Beef Chuck Roast Stew (Baby Food) - cooking recipe

Ingredients
    1 1/2 lbs boneless beef chuck roast
    2 cups water
    3 carrots (medium to large)
    1 cup onion (chopped)
    2 cups peas (frozen or fresh)
    1 potato (large)
Preparation
    Trim excess fat off roast and cut into 1-1/2 inch cubes.
    Fill medium sauce pan with water, add meat, cover pan and simmer over medium/low heat for 40 minutes.
    While the meat is cooking, peel the carrots and slice. Peel the potato and cut into 1/2 inch cubes. Set aside.

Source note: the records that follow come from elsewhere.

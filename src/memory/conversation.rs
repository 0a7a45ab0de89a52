//! 短期记忆：对话历史
//!
//! 保留最近 N 轮对话（user/assistant 对），超出时自动剪枝，供推理上下文使用。

use serde::{Deserialize, Serialize};

/// 消息角色（与 LLM API 一致）
#[derive(Clone, Copy, Debug, PartialEq, Eq, Serialize, Deserialize)]
pub enum Role {
    User,
    Assistant,
    System,
}

impl Role {
    pub fn as_str(&self) -> &'static str {
        match self {
            Role::User => "user",
            Role::Assistant => "assistant",
            Role::System => "system",
        }
    }

    pub fn parse(s: &str) -> Option<Self> {
        match s {
            "user" => Some(Role::User),
            "assistant" => Some(Role::Assistant),
            "system" => Some(Role::System),
            _ => None,
        }
    }
}

/// 单条消息
#[derive(Clone, Debug, PartialEq, Serialize, Deserialize)]
pub struct Message {
    pub role: Role,
    pub content: String,
}

impl Message {
    pub fn user(content: impl Into<String>) -> Self {
        Self {
            role: Role::User,
            content: content.into(),
        }
    }

    pub fn assistant(content: impl Into<String>) -> Self {
        Self {
            role: Role::Assistant,
            content: content.into(),
        }
    }

    pub fn system(content: impl Into<String>) -> Self {
        Self {
            role: Role::System,
            content: content.into(),
        }
    }
}

/// 短期记忆：最近 N 轮对话（每轮含 user + assistant，故实际保留约 max_turns*2 条消息）
#[derive(Clone, Debug)]
pub struct ConversationMemory {
    messages: Vec<Message>,
    max_turns: usize,
}

impl ConversationMemory {
    pub fn new(max_turns: usize) -> Self {
        Self {
            messages: Vec::new(),
            max_turns,
        }
    }

    /// 由会话历史构建（System 消息不进入短期记忆）
    pub fn from_history(history: impl IntoIterator<Item = Message>, max_turns: usize) -> Self {
        let mut memory = Self::new(max_turns);
        for msg in history.into_iter().filter(|m| m.role != Role::System) {
            memory.push(msg);
        }
        memory
    }

    pub fn push(&mut self, msg: Message) {
        self.messages.push(msg);
        self.prune();
    }

    pub fn messages(&self) -> &[Message] {
        &self.messages
    }

    /// 超出 max_turns*2 时丢弃最旧的消息，保留最近部分
    fn prune(&mut self) {
        let keep = self.max_turns * 2;
        if self.messages.len() > keep {
            self.messages.drain(..self.messages.len() - keep);
        }
    }

    pub fn len(&self) -> usize {
        self.messages.len()
    }

    pub fn is_empty(&self) -> bool {
        self.messages.is_empty()
    }
}

#[cfg(test)]
mod tests {
    use super::*;

    #[test]
    fn test_prune_keeps_recent_turns() {
        let mut mem = ConversationMemory::new(2);
        for i in 0..6 {
            mem.push(Message::user(format!("q{i}")));
        }
        assert_eq!(mem.len(), 4);
        assert_eq!(mem.messages()[0].content, "q2");
    }

    #[test]
    fn test_from_history_skips_system() {
        let mem = ConversationMemory::from_history(
            vec![Message::system("s"), Message::user("u"), Message::assistant("a")],
            5,
        );
        assert_eq!(mem.len(), 2);
        assert_eq!(mem.messages()[0].role, Role::User);
    }

    #[test]
    fn test_role_roundtrip_names() {
        assert_eq!(Role::parse(Role::Assistant.as_str()), Some(Role::Assistant));
        assert_eq!(Role::parse("tool"), None);
    }
}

    After the meat has been cooking for 40 minutes, add the carrots, onion, peas & potatoes. Cover and cook another 15 minutes or until vegetables are soft and meat is longer pink. If the water disipates before the vegetables are done, add more as needed.
    FOR INFANTS:.
    Separate the meat from vegetables. Using your food processor, puree the meat first to almost the desired consitency. Add the vegetables and puree until smooth or desired consistency.
    Scoop into ice cube tray and freeze. Once frozen, pop out and store in sealed plastic bag for up to 3 months.
    FOR OLDER BABIES:.
    Cut up meat to bite size pieces and serve veggies as-is. Freeze in indivual containers for easy one serving sizes.